Persons present at the crime scene, questioned in connection with a crime, or who want to find the whereabouts of kith/kin, may voluntarily consent to give bodily substances (Section 22). Written consent is also required before collecting bodily substances from victims, relatives of missing persons, minors or disabled persons (Section 23).
DNA profile comparisons
For DNA profile comparisons, procedures and criteria to be followed will be prescribed. Details of persons who are neither offenders nor suspects cannot be compared. A communication of details must be only to authorised persons (Section 29). This removes details of the information shared. For example, previously, the DNA profile itself was to be shared in specified circumstances. However, the newer procedures and criteria prescribed may or may not accord adequate privacy.
Previously, when a DNA profile was received for comparison from a foreign government or organisation, and a similar DNA profile is found, the similar DNA profile was to be sent. Now, information in relation to the similar DNA profile is to be sent. While it isn't clear what 'information relating to the DNA profile' includes, this may mean the DNA profile itself is not to be shared, and other information such as the name of the person is to be shared (Section 30).

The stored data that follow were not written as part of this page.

//! Service manager: provider registry, concurrent fan-out and diagnostics.
//!
//! Owns the [`ProviderRegistry`] and the [`HealthTracker`]. Every provider
//! call goes through [`crate::safe_call::invoke`], so the manager itself
//! never sees a provider error.

use std::time::Duration;

use serde::Serialize;
use tokio_util::sync::CancellationToken;

use crate::config::HealthPolicy;
use crate::error::SearchError;
use crate::health::{HealthSnapshot, HealthStatus, HealthTracker};
use crate::provider::{ProviderDescriptor, ProviderRegistry};
use crate::safe_call;
use crate::types::{OutcomeKind, ProviderOutcome, Query};

/// Query used by [`ServiceManager::test_all`].
pub const DIAGNOSTIC_QUERY: &str = "milk";

/// Everything a single fan-out produced.
#[derive(Debug, Clone, PartialEq, Serialize)]
pub struct FanOut {
    /// One outcome per selected provider, in registration order.
    pub outcomes: Vec<ProviderOutcome>,
    /// Health of every registered provider after the fan-out.
    pub health: HealthSnapshot,
    /// Subset names that matched no registered provider.
    pub warnings: Vec<SearchError>,
}

/// Coarse classification of a diagnostic call.
#[derive(Debug, Clone, Copy, PartialEq, Eq, Serialize)]
#[serde(rename_all = "snake_case")]
pub enum DiagnosticStatus {
    /// Live data.
    Success,
    /// Served from the fallback path.
    Fallback,
    /// No data.
    Failure,
}

/// Per-provider result of [`ServiceManager::test_all`].
#[derive(Debug, Clone, PartialEq, Serialize)]
pub struct DiagnosticReport {
    /// Provider name.
    pub provider: String,
    /// What the call resolved to.
    pub outcome: DiagnosticStatus,
    /// Records returned (live or fallback).
    pub records: usize,
    /// Fallback reason or failure error, if any.
    pub reason: Option<String>,
    /// Wall-clock latency including retries.
    pub latency: Duration,
    /// Provider calls made.
    pub attempts: u32,
    /// Provider status after the call.
    pub status: HealthStatus,
}

/// Registry plus health tracker; the concurrency core of the service.
#[derive(Debug)]
pub struct ServiceManager {
    registry: ProviderRegistry,
    tracker: HealthTracker,
}

impl ServiceManager {
    /// Build a manager over `descriptors`.
    ///
    /// # Errors
    ///
    /// Returns [`SearchError::Config`] for an empty provider list, duplicate
    /// provider names, a zero timeout or an invalid policy.
    pub fn new(
        descriptors: Vec<ProviderDescriptor>,
        policy: HealthPolicy,
    ) -> Result<Self, SearchError> {
        policy.validate()?;
        let registry = ProviderRegistry::new(descriptors)?;
        let tracker = HealthTracker::new(policy, registry.names());
        tracing::info!(providers = ?registry.names(), "service manager ready");
        Ok(Self { registry, tracker })
    }

    /// Registered providers, also usable as the aggregator's record extractor.
    pub fn registry(&self) -> &ProviderRegistry {
        &self.registry
    }

    /// The shared health tracker.
    pub fn tracker(&self) -> &HealthTracker {
        &self.tracker
    }

    /// Fan `query` out to the selected providers concurrently.
    ///
    /// `subset` limits the call to the named providers; `None` or an empty
    /// slice selects every provider. Unknown names are skipped and reported
    /// in [`FanOut::warnings`]. Waits for every selected provider; each is
    /// bounded by its own timeout.
    pub async fn search(
        &self,
        query: &Query,
        subset: Option<&[String]>,
        cancel: &CancellationToken,
    ) -> FanOut {
        let (selected, warnings) = self.select(subset);
        tracing::trace!(query = query.text(), providers = selected.len(), "fanning out");

        let futures: Vec<_> = selected
            .into_iter()
            .map(|index| {
                let descriptor = &self.registry.descriptors()[index];
                safe_call::invoke(descriptor, index, &self.tracker, query, cancel)
            })
            .collect();
        let outcomes = futures::future::join_all(futures).await;

        for outcome in &outcomes {
            tracing::debug!(
                provider = %outcome.provider,
                count = outcome.records().len(),
                attempts = outcome.attempts,
                latency_ms = outcome.latency.as_millis() as u64,
                "provider outcome"
            );
        }

        FanOut {
            outcomes,
            health: self.tracker.snapshot(),
            warnings,
        }
    }

    /// Current health of every provider. Never calls a provider.
    pub fn status(&self) -> HealthSnapshot {
        self.tracker.snapshot()
    }

    /// Run [`DIAGNOSTIC_QUERY`] through every provider via the normal
    /// safe-call path and summarize each outcome.
    pub async fn test_all(&self) -> Vec<DiagnosticReport> {
        let query = Query::new(DIAGNOSTIC_QUERY);
        let fan_out = self.search(&query, None, &CancellationToken::new()).await;

        fan_out
            .outcomes
            .into_iter()
            .map(|outcome| {
                let records = outcome.records().len();
                let (status, reason) = match &outcome.kind {
                    OutcomeKind::Success { .. } => (DiagnosticStatus::Success, None),
                    OutcomeKind::Fallback { reason, .. } => {
                        (DiagnosticStatus::Fallback, Some(reason.to_string()))
                    }
                    OutcomeKind::Failure { error } => {
                        (DiagnosticStatus::Failure, Some(error.to_string()))
                    }
                };
                DiagnosticReport {
                    status: self.tracker.current_status(&outcome.provider).status,
                    provider: outcome.provider,
                    outcome: status,
                    records,
                    reason,
                    latency: outcome.latency,
                    attempts: outcome.attempts,
                }
            })
            .collect()
    }

    /// Registration indices for `subset`, plus a warning per unknown name.
    fn select(&self, subset: Option<&[String]>) -> (Vec<usize>, Vec<SearchError>) {
        let names = match subset {
            Some(names) if !names.is_empty() => names,
            _ => return ((0..self.registry.len()).collect(), Vec::new()),
        };

        let mut warnings = Vec::new();
        let mut selected: Vec<usize> = Vec::new();
        for name in names {
            match self.registry.position(name) {
                Some(index) => {
                    if !selected.contains(&index) {
                        selected.push(index);
                    }
                }
                None => {
                    tracing::warn!(provider = %name, "ignoring unknown provider in subset");
                    warnings.push(SearchError::UnknownProvider(name.clone()));
                }
            }
        }
        selected.sort_unstable();
        (selected, warnings)
    }
}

Discretionary powers of database manager removed
The discretionary powers of the DNA database manager have been removed, and are to replaced with prescribed procedures and practices. This includes the discretion for DNA profile comparisons (Section 29), and for providing access to the database (Section 35).

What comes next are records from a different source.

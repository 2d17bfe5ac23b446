//! Built-in reference catalog of grocery listings.
//!
//! Backs the static catalog provider, the local index and the fallback
//! path of the remote providers. Prices are in INR.

use serde::{Deserialize, Serialize};
use serde_json::json;

use crate::error::SearchError;
use crate::types::{Query, RawRecord};

/// One listing of one product on one platform.
#[derive(Debug, Clone, PartialEq, Serialize, Deserialize)]
pub struct CatalogEntry {
    /// Stable identifier, used as the raw record reference.
    pub id: String,
    /// Product title as listed.
    pub name: String,
    /// Coarse category (`"dairy"`, `"grains"`, ...).
    pub category: String,
    /// Listed price.
    pub price: f64,
    /// Store display name.
    pub platform: String,
    /// Pack size text.
    pub quantity: String,
    /// Delivery estimate text.
    #[serde(default)]
    pub delivery: Option<String>,
    /// Product page.
    #[serde(default)]
    pub url: Option<String>,
}

impl CatalogEntry {
    /// Lowercased name and category words.
    pub fn tokens(&self) -> Vec<String> {
        format!("{} {}", self.name, self.category)
            .to_lowercase()
            .split(|c: char| !c.is_alphanumeric())
            .filter(|t| !t.is_empty())
            .map(str::to_string)
            .collect()
    }

    /// Text embedded by the local index.
    pub fn document(&self) -> String {
        if self.name.contains(&self.quantity) {
            format!("{} {}", self.name, self.category)
        } else {
            format!("{} {} {}", self.name, self.category, self.quantity)
        }
    }

    /// Convert into the common raw record layout.
    pub fn to_record(&self) -> RawRecord {
        RawRecord::new(
            self.id.clone(),
            json!({
                "name": self.name,
                "price": self.price,
                "platform": self.platform,
                "quantity": self.quantity,
                "delivery_time": self.delivery,
                "category": self.category,
                "url": self.url,
            }),
        )
    }
}

/// (platform, price multiplier, delivery estimate, url host)
const PLATFORMS: &[(&str, f64, &str, &str)] = &[
    ("BigBasket", 1.00, "2 hours", "www.bigbasket.com"),
    ("Blinkit", 1.02, "10 mins", "blinkit.com"),
    ("Zepto", 0.98, "10 mins", "www.zeptonow.com"),
    ("Amazon Fresh", 0.97, "1 day", "www.amazon.in"),
    ("JioMart", 0.95, "1 day", "www.jiomart.com"),
];

/// (slug, name, category, quantity, reference price)
const PRODUCTS: &[(&str, &str, &str, &str, f64)] = &[
    ("amul-taaza-500ml", "Amul Taaza Toned Milk", "dairy", "500 ml", 27.0),
    ("mother-dairy-fc-1l", "Mother Dairy Full Cream Milk", "dairy", "1 l", 68.0),
    ("amul-butter-500g", "Amul Butter", "dairy", "500 g", 285.0),
    ("amul-dahi-400g", "Amul Masti Dahi Curd", "dairy", "400 g", 35.0),
    ("fresh-paneer-200g", "Fresh Paneer", "dairy", "200 g", 90.0),
    ("india-gate-basmati-1kg", "India Gate Basmati Rice", "grains", "1 kg", 140.0),
    ("aashirvaad-atta-5kg", "Aashirvaad Whole Wheat Flour Atta", "grains", "5 kg", 260.0),
    ("toor-dal-1kg", "Tata Sampann Toor Dal", "grains", "1 kg", 165.0),
    ("tata-salt-1kg", "Tata Salt", "staples", "1 kg", 28.0),
    ("madhur-sugar-1kg", "Madhur Sugar", "staples", "1 kg", 52.0),
    ("fortune-sunflower-1l", "Fortune Sunflower Oil", "staples", "1 l", 155.0),
    ("farm-eggs-6", "Farm Fresh Eggs", "eggs", "6 pcs", 48.0),
    ("onion-1kg", "Onion", "vegetables", "1 kg", 40.0),
    ("potato-1kg", "Potato", "vegetables", "1 kg", 35.0),
    ("tomato-500g", "Tomato Hybrid", "vegetables", "500 g", 25.0),
    ("britannia-bread-400g", "Britannia White Bread", "bakery", "400 g", 45.0),
    ("maggi-280g", "Maggi 2 Minute Noodles", "snacks", "280 g", 56.0),
    ("tata-tea-gold-500g", "Tata Tea Gold", "beverages", "500 g", 290.0),
];

/// Every product listed on every platform, deterministically priced.
pub fn builtin() -> Vec<CatalogEntry> {
    PRODUCTS
        .iter()
        .flat_map(|(slug, name, category, quantity, price)| {
            PLATFORMS.iter().map(move |(platform, factor, delivery, host)| {
                let platform_slug: String = platform
                    .to_lowercase()
                    .chars()
                    .filter(|c| c.is_ascii_alphanumeric())
                    .collect();
                CatalogEntry {
                    id: format!("{platform_slug}:{slug}"),
                    name: format!("{name} {quantity}"),
                    category: (*category).to_string(),
                    price: (price * factor).round(),
                    platform: (*platform).to_string(),
                    quantity: (*quantity).to_string(),
                    delivery: Some((*delivery).to_string()),
                    url: Some(format!("https://{host}/p/{slug}")),
                }
            })
        })
        .collect()
}

/// Parse a JSON array of catalog entries.
///
/// # Errors
///
/// Returns [`SearchError::Config`] if the JSON does not match the entry layout.
pub fn from_json(json: &str) -> Result<Vec<CatalogEntry>, SearchError> {
    serde_json::from_str(json).map_err(|e| SearchError::Config(format!("invalid catalog: {e}")))
}

/// Entries matching `query`.
///
/// Entries containing every query word win; when none do, entries sharing
/// any word are returned instead. A word matches an entry word it prefixes,
/// so `"egg"` finds `"eggs"`. A category hint narrows the result when it
/// leaves anything.
pub fn find<'a>(entries: &'a [CatalogEntry], query: &Query) -> Vec<&'a CatalogEntry> {
    let words: Vec<&str> = query.text().split_whitespace().collect();
    if words.is_empty() {
        return Vec::new();
    }

    let scored: Vec<(usize, &CatalogEntry)> = entries
        .iter()
        .map(|entry| {
            let tokens = entry.tokens();
            let hits = words
                .iter()
                .filter(|w| tokens.iter().any(|t| t.starts_with(*w)))
                .count();
            (hits, entry)
        })
        .filter(|(hits, _)| *hits > 0)
        .collect();

    let all: Vec<&CatalogEntry> = scored
        .iter()
        .filter(|(hits, _)| *hits == words.len())
        .map(|(_, e)| *e)
        .collect();
    let matched = if all.is_empty() {
        scored.into_iter().map(|(_, e)| e).collect()
    } else {
        all
    };

    match query.category() {
        Some(category) => {
            let narrowed: Vec<&CatalogEntry> = matched
                .iter()
                .copied()
                .filter(|e| e.category.eq_ignore_ascii_case(category))
                .collect();
            if narrowed.is_empty() {
                matched
            } else {
                narrowed
            }
        }
        None => matched,
    }
}

#[cfg(test)]
mod tests {
    use super::*;

    #[test]
    fn builtin_lists_every_product_on_every_platform() {
        let catalog = builtin();
        assert_eq!(catalog.len(), PRODUCTS.len() * PLATFORMS.len());
        let mut ids: Vec<_> = catalog.iter().map(|e| e.id.as_str()).collect();
        ids.sort_unstable();
        ids.dedup();
        assert_eq!(ids.len(), catalog.len(), "ids must be unique");
        assert!(catalog.iter().all(|e| e.price > 0.0));
    }

    #[test]
    fn finds_all_word_matches_first() {
        let catalog = builtin();
        let hits = find(&catalog, &Query::new("toned milk"));
        assert_eq!(hits.len(), PLATFORMS.len());
        assert!(hits.iter().all(|e| e.name.contains("Toned")));
    }

    #[test]
    fn falls_back_to_any_word() {
        let catalog = builtin();
        let hits = find(&catalog, &Query::new("milk shake"));
        assert!(hits.iter().all(|e| e.name.contains("Milk")));
        assert_eq!(hits.len(), 2 * PLATFORMS.len());
    }

    #[test]
    fn prefix_matching_and_misses() {
        let catalog = builtin();
        assert!(!find(&catalog, &Query::new("egg")).is_empty());
        assert!(find(&catalog, &Query::new("caviar")).is_empty());
        assert!(find(&catalog, &Query::new("")).is_empty());
    }

    #[test]
    fn category_hint_narrows() {
        let catalog = builtin();
        let hits = find(&catalog, &Query::new("tata").with_category("staples"));
        assert!(!hits.is_empty());
        assert!(hits.iter().all(|e| e.category == "staples"));
    }

    #[test]
    fn record_uses_common_layout() {
        let entry = &builtin()[0];
        let record = entry.to_record();
        assert_eq!(record.reference, entry.id);
        assert_eq!(record.text("platform").as_deref(), Some("BigBasket"));
        assert_eq!(record.text("delivery_time").as_deref(), Some("2 hours"));
    }

    #[test]
    fn json_loading() {
        let entries = from_json(
            r#"[{"id":"x1","name":"Ghee 1 l","category":"dairy","price":610,
                 "platform":"Blinkit","quantity":"1 l"}]"#,
        )
        .expect("parse");
        assert_eq!(entries[0].delivery, None);
        assert!(matches!(from_json("{}"), Err(SearchError::Config(_))));
    }
}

Retention and expunction of records
The clause requiring data of convicts to be stored permanently has been removed. Now, crime scene data is to be retained.
The rules for expunction of records have been modified. The Director of the National DNA Databank can expunge the DNA profiles of (i) a suspect after the filing of the police report under law or on a court order, or (ii) of an undertrial on a court order. A person who is neither an offender nor a suspect can write to the director and have his data removed (Section 31).
No access for population statistics databank
The content of the DNA database can no longer be shared for creating a population statistics database (Section 34).
The clause limiting the use of DNA profiles by a person receiving it for any persons other than those under the Act has been retitled as a 'prohibition', as opposed to the previous 'restriction', indicating greater emphasis.
Contamination and reexamination
If a trial court is satisfied that the bodily substances taken from an accused have been contaminated, the court can direct taking of fresh bodily substances for reexamination (Section 24). The entire section on post-conviction DNA profiling (erstwhile Section 38), allowing a convicted person to request the court for DNA profiling of specific evidence, has been removed.
Grandfathering of existing DNA labs
Previously, DNA labs could continue to operate until they received authorisation from the DNA Profiling Board. Now, this has been restricted to three months from the date of application (Section 13(4)). Certifications granted will be valid only for a period of two years, after which applications for renewal will have to be made.